Pelatih Australia, Tony Popovic, melakukan perubahan berani dengan merombak enam pemain dalam susunan sebelas pemain utamanya. Strategi ini melibatkan kembalinya Nestory Irankunda serta debut Cristian Volpato di lini depan sebagai upaya untuk meningkatkan daya gedor. Meskipun menunjukkan intensitas serangan yang tinggi, Australia kesulitan menembus pertahanan Paraguay yang tampil disiplin sepanjang laga.
Pada babak pertama, Australia sempat mendominasi jalannya pertandingan. Cristian Volpato memberikan ancaman nyata dengan memberikan umpan kepada Jackson Irvine, namun tembakan sudut yang dilesatkan Irvine masih dapat diamankan oleh kiper Paraguay, Orlando Gill. Jordan Bos yang digeser ke posisi bek kanan juga beberapa kali melakukan penetrasi berbahaya, meski penyelesaian akhir tetap menjadi kendala utama bagi tim.

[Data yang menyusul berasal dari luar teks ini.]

mod catalog;
mod common;
mod sentinel;
mod service;
use std::collections::{BTreeMap, HashMap};
use std::sync::atomic::{AtomicBool, AtomicUsize, Ordering};
use std::sync::Arc;
use std::time::Duration;

use async_trait::async_trait;
use axum::response::Response;
use chrono::NaiveDate;
use serde_json::Value;

use crate::wizard::catalog::{
    CatalogError, Locale, MessageCatalogResolver, MessageSource, OptionCatalogClient, OptionItem,
    OptionSet, OptionSource,
};
use crate::wizard::collaborators::{
    AnswerSnapshot, AuthSession, PricingCollaborator, PricingError, PricingQuote, UserProfile,
};
use crate::wizard::domain::{AnswerValue, Answers, ApplicationType};
use crate::wizard::persistence::{KeyValueStore, MemoryStore, PersistencePort, StoreError};
use crate::wizard::router::WizardApi;
use crate::wizard::service::WizardService;

pub(super) fn date(year: i32, month: u32, day: u32) -> NaiveDate {
    NaiveDate::from_ymd_opt(year, month, day).expect("valid date")
}

pub(super) fn mortgage_parameters() -> Answers {
    Answers::new()
        .with("price_of_estate", 1_000_000.0)
        .with("city_where_you_buy", "tel_aviv")
        .with("when_do_you_need_money", "option_1")
        .with("property_ownership", "option_1")
        .with("initial_fee", 300_000.0)
        .with("type_select", "option_1")
        .with("will_be_your_first", "option_1")
        .with("period", 20.0)
}

pub(super) fn refinance_parameters() -> Answers {
    Answers::new()
        .with("why_refinancing", "option_1")
        .with("mortgage_balance", 800_000.0)
        .with("price_of_estate", 2_000_000.0)
        .with("type_select", "option_1")
        .with("bank", "bank_leumi")
        .with("property_registered", "option_1")
        .with("start_date", date(2019, 3, 1))
        .with("period", 25.0)
}

pub(super) fn renovation_credit() -> Answers {
    Answers::new()
        .with("purpose_of_loan", "option_6")
        .with("loan_amount", 200_000.0)
        .with("when_do_you_need_money", "option_1")
        .with("loan_deferral", "option_1")
        .with("price_of_estate", 1_500_000.0)
        .with("city_where_you_buy", "haifa")
        .with("have_mortgage", true)
        .with("period", 10.0)
}

pub(super) fn personal_data() -> Answers {
    Answers::new()
        .with("name_surname", "Dana Levi")
        .with("birthday", date(1990, 5, 1))
        .with("education", "option_2")
        .with("additional_citizenships", false)
        .with("taxes", false)
        .with("children_under_18", false)
        .with("medical_insurance", true)
        .with("is_foreigner", false)
        .with("public_person", false)
        .with("borrowers", 1.0)
        .with("family_status", "single")
}

pub(super) fn employed_income() -> Answers {
    Answers::new()
        .with("main_source_of_income", "employee")
        .with("monthly_income", 18_500.0)
        .with("employment_start_date", date(2018, 1, 1))
        .with("field_of_activity", "option_3")
        .with("profession", "Engineer")
        .with("company_name", "Acme Ltd")
        .with("additional_income", "option_1")
        .with("obligation", "option_1")
}

pub(super) fn offer_selection() -> Answers {
    Answers::new().with("selected_bank", "bank_hapoalim")
}

pub(super) fn auth_session() -> AuthSession {
    AuthSession {
        token: "session-token".to_string(),
        profile: UserProfile {
            name: "Dana Levi".to_string(),
            phone: "+972500000000".to_string(),
        },
    }
}

pub(super) fn patch(entries: &[(&str, Option<Value>)]) -> BTreeMap<String, Option<AnswerValue>> {
    entries
        .iter()
        .map(|(field, value)| {
            let value = value
                .clone()
                .map(|value| serde_json::from_value(value).expect("answer value"));
            (field.to_string(), value)
        })
        .collect()
}

/// Store whose first `failures` writes fail.
#[derive(Debug, Default)]
pub(super) struct FlakyStore {
    pub inner: MemoryStore,
    pub failures: AtomicUsize,
    pub puts: AtomicUsize,
}

impl FlakyStore {
    pub fn failing(failures: usize) -> Self {
        Self {
            failures: AtomicUsize::new(failures),
            ..Self::default()
        }
    }
}

impl KeyValueStore for FlakyStore {
    fn get(&self, key: &str) -> Result<Option<String>, StoreError> {
        self.inner.get(key)
    }

    fn put(&self, key: &str, value: String) -> Result<(), StoreError> {
        let remaining = self.failures.load(Ordering::SeqCst);
        if remaining > 0 {
            self.failures.store(remaining - 1, Ordering::SeqCst);
            return Err(StoreError::Unavailable("quota exceeded".to_string()));
        }
        self.puts.fetch_add(1, Ordering::SeqCst);
        self.inner.put(key, value)
    }

    fn remove(&self, key: &str) -> Result<(), StoreError> {
        self.inner.remove(key)
    }
}

pub(super) struct FixedPricing;

impl PricingCollaborator for FixedPricing {
    fn quote(
        &self,
        _application_type: ApplicationType,
        snapshot: &AnswerSnapshot,
    ) -> Result<PricingQuote, PricingError> {
        let principal = snapshot
            .answers
            .number("price_of_estate")
            .ok_or(PricingError::MissingInput("price_of_estate"))?;
        Ok(PricingQuote {
            monthly_payment: principal / 240.0,
            total_repayment: principal,
            rate_percent: 4.5,
        })
    }
}

pub(super) struct UnavailablePricing;

impl PricingCollaborator for UnavailablePricing {
    fn quote(
        &self,
        _application_type: ApplicationType,
        _snapshot: &AnswerSnapshot,
    ) -> Result<PricingQuote, PricingError> {
        Err(PricingError::Unavailable("rate engine offline".to_string()))
    }
}

pub(super) type TestService = WizardService<Arc<FlakyStore>, FixedPricing>;

pub(super) fn build_service() -> (TestService, Arc<FlakyStore>) {
    build_service_with(FlakyStore::default())
}

pub(super) fn build_service_with(store: FlakyStore) -> (TestService, Arc<FlakyStore>) {
    let store = Arc::new(store);
    let persistence = PersistencePort::new(Arc::clone(&store), Duration::ZERO);
    (WizardService::new(persistence, Arc::new(FixedPricing)), store)
}

/// Option source answering per locale after a scripted delay.
#[derive(Debug, Default)]
pub(super) struct ScriptedOptions {
    pub delays: HashMap<String, Duration>,
    pub calls: AtomicUsize,
    pub fail: AtomicBool,
}

impl ScriptedOptions {
    pub fn with_delay(mut self, locale: &str, delay: Duration) -> Self {
        self.delays.insert(locale.to_string(), delay);
        self
    }
}

#[async_trait]
impl OptionSource for ScriptedOptions {
    async fn fetch(
        &self,
        context: &str,
        field: &str,
        locale: &Locale,
    ) -> Result<OptionSet, CatalogError> {
        let call = self.calls.fetch_add(1, Ordering::SeqCst) + 1;
        if let Some(delay) = self.delays.get(locale.as_str()) {
            tokio::time::sleep(*delay).await;
        }
        if self.fail.load(Ordering::SeqCst) {
            return Err(CatalogError::Unavailable("connection refused".to_string()));
        }
        Ok(OptionSet {
            options: vec![
                OptionItem {
                    value: "option_1".to_string(),
                    label: format!("{locale} first"),
                },
                OptionItem {
                    value: "option_2".to_string(),
                    label: format!("{locale} second"),
                },
            ],
            label: Some(format!("{context}/{field} ({locale}) #{call}")),
            placeholder: None,
        })
    }
}

#[derive(Debug, Default)]
pub(super) struct ScriptedMessages {
    pub delays: HashMap<String, Duration>,
    pub calls: AtomicUsize,
    pub fail: AtomicBool,
}

impl ScriptedMessages {
    pub fn with_delay(mut self, locale: &str, delay: Duration) -> Self {
        self.delays.insert(locale.to_string(), delay);
        self
    }
}

#[async_trait]
impl MessageSource for ScriptedMessages {
    async fn fetch(&self, locale: &Locale) -> Result<BTreeMap<String, String>, CatalogError> {
        self.calls.fetch_add(1, Ordering::SeqCst);
        if let Some(delay) = self.delays.get(locale.as_str()) {
            tokio::time::sleep(*delay).await;
        }
        if self.fail.load(Ordering::SeqCst) {
            return Err(CatalogError::Unavailable("connection refused".to_string()));
        }
        Ok(BTreeMap::from([(
            "error_fill_field".to_string(),
            format!("[{locale}] required"),
        )]))
    }
}

pub(super) fn failing_messages() -> ScriptedMessages {
    let messages = ScriptedMessages::default();
    messages.fail.store(true, Ordering::SeqCst);
    messages
}

pub(super) fn wizard_api<P>(
    service: WizardService<Arc<FlakyStore>, P>,
) -> WizardApi<Arc<FlakyStore>, P> {
    let options: Arc<dyn OptionSource> = Arc::new(ScriptedOptions::default());
    let messages: Arc<dyn MessageSource> = Arc::new(failing_messages());
    WizardApi {
        service: Arc::new(service),
        options: OptionCatalogClient::new(options, Duration::from_secs(300), Locale::default()),
        messages: MessageCatalogResolver::new(messages, Locale::default()),
        default_locale: Locale::default(),
    }
}

pub(super) async fn read_json_body(response: Response) -> Value {
    let body = axum::body::to_bytes(response.into_body(), 1 << 20)
        .await
        .expect("read body");
    serde_json::from_slice(&body).expect("json payload")
}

Memasuki babak kedua, Paraguay di bawah asuhan Gustavo Alfaro mulai menunjukkan perlawanan yang lebih agresif. Masuknya Mauricio memberikan energi baru bagi serangan Paraguay, yang dibantu oleh pergerakan lincah Julio Enciso. Pertandingan pun berjalan semakin sengit dengan jual beli serangan yang membuat laga menjadi lebih terbuka dibandingkan babak pertama.
Paraguay sempat memiliki peluang emas melalui Julio Enciso pada menit ke-82, namun tembakannya masih melebar jauh dari gawang Australia. Di sisi lain, Australia hampir memecah kebuntuan pada menit ke-89 ketika Jordan Bos berhasil melewati dua pemain bertahan sebelum melepaskan tembakan tipis di samping tiang jauh gawang lawan. Hingga peluit panjang dibunyikan, skor kacamata tetap bertahan.
Dengan hasil ini, Australia akan menanti lawan mereka di babak selanjutnya, yakni tim yang finis di posisi kedua Grup G. Sementara itu, Paraguay kini harus menunggu hasil pertandingan lain di grup mereka untuk memastikan apakah mereka berhak lolos sebagai salah satu dari delapan tim peringkat ketiga terbaik. Meskipun tampil kurang impresif secara estetika, efektivitas Australia di fase grup terbukti cukup untuk membawa mereka melaju lebih jauh dalam turnamen bergengsi ini.